§ **EXERCISE DETAILS**:
Which lines in the entries below contain the string "StateInner"? Show each of them in full.

§ **Stored data entries**:
[Start of Attachment]

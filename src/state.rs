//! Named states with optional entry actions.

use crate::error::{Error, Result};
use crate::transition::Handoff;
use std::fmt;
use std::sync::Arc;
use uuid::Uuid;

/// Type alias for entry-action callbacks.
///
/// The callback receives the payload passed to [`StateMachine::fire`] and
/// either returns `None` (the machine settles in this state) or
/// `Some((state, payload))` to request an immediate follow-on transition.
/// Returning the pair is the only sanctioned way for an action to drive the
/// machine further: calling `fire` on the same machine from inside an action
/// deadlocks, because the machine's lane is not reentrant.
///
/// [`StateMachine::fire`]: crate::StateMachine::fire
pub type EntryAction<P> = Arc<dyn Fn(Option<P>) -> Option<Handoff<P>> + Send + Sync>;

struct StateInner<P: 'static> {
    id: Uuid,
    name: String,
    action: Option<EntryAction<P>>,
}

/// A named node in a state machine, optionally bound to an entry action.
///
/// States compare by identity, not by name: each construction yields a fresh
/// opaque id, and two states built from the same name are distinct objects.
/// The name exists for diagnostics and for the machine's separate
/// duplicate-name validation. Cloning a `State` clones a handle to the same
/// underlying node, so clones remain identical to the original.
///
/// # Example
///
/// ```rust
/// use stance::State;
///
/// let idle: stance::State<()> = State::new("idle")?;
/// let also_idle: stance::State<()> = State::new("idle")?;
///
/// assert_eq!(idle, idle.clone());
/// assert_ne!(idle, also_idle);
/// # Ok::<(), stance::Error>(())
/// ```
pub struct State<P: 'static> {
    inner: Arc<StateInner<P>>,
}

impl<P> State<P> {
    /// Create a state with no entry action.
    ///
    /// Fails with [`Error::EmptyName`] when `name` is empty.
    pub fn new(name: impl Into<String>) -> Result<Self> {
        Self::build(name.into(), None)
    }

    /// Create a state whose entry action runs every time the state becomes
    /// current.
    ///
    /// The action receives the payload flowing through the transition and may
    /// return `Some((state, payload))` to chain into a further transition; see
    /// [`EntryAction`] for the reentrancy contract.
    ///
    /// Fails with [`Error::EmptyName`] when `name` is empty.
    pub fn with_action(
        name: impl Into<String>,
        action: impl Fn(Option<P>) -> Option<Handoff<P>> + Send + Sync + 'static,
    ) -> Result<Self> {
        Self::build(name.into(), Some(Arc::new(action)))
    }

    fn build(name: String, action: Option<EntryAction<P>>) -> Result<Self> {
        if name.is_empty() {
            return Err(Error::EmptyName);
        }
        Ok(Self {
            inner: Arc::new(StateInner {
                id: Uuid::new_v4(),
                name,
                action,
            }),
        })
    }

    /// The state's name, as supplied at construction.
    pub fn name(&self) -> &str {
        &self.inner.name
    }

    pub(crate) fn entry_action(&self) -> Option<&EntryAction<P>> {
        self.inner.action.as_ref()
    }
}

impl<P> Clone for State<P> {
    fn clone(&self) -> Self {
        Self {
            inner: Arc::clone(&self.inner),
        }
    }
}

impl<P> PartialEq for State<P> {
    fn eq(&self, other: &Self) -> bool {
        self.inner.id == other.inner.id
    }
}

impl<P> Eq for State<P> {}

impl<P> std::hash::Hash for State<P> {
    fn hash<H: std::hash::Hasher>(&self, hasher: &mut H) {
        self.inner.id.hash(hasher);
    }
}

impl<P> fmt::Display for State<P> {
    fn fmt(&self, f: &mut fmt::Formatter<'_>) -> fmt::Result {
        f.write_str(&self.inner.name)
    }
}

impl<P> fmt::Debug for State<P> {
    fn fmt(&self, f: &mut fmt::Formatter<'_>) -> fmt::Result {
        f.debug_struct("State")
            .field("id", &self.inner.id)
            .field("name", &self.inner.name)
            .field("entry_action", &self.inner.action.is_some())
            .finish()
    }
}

[End of Attachment]
[Start of Attachment]

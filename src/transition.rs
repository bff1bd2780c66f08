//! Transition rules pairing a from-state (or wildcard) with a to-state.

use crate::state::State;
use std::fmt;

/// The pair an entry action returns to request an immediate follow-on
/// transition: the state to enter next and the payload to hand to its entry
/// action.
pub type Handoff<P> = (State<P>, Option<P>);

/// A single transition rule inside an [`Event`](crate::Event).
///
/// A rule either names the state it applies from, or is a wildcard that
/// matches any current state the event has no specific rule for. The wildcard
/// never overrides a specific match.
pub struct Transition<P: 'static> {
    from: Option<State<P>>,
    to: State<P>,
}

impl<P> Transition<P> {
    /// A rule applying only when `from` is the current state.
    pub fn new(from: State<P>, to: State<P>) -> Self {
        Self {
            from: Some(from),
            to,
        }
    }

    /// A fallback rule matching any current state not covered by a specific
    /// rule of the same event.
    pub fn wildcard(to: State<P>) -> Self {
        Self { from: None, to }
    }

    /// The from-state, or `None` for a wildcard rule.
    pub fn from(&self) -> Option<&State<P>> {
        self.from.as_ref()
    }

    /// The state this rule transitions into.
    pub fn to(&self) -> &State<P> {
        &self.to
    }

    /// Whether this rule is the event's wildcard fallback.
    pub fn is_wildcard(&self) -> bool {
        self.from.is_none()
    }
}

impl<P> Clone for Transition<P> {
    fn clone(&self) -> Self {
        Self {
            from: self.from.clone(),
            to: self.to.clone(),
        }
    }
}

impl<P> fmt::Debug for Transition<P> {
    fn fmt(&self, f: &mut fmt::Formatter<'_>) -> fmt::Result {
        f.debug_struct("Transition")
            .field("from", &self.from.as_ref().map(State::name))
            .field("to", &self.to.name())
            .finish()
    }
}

[End of Attachment]
[Start of Attachment]

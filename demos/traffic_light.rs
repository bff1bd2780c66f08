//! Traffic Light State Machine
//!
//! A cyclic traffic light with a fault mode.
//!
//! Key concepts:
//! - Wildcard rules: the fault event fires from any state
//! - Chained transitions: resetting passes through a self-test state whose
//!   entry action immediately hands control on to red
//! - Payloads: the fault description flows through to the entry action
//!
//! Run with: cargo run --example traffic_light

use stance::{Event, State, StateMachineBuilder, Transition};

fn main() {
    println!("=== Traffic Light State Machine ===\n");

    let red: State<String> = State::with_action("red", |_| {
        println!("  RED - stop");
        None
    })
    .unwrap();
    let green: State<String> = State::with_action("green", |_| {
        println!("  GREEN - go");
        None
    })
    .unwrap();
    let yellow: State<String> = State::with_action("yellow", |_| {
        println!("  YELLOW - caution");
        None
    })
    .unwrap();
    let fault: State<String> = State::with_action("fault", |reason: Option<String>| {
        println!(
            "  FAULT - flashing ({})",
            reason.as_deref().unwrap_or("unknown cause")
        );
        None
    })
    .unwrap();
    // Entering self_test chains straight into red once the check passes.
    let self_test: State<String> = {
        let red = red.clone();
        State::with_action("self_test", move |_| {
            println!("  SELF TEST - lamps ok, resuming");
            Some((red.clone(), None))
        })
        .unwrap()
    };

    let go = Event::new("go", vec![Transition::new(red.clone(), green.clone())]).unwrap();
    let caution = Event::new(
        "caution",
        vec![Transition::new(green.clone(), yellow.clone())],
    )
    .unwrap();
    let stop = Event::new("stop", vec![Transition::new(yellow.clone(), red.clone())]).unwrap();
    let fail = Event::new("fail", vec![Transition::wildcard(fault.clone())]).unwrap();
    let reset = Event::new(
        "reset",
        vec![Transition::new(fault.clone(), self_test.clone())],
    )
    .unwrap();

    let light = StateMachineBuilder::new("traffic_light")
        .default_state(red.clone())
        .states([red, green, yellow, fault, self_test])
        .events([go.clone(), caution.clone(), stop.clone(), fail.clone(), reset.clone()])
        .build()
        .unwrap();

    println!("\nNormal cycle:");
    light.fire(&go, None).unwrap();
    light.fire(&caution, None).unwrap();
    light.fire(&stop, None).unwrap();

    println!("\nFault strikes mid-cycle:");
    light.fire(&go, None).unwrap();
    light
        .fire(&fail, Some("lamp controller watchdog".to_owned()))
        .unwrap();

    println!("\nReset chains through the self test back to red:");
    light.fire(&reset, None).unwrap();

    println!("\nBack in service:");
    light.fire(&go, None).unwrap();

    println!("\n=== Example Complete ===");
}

[End of Attachment]

§ **EXERCISE OUTPUT**:
struct StateInner<P: 'static> {
    inner: Arc<StateInner<P>>,
            inner: Arc::new(StateInner {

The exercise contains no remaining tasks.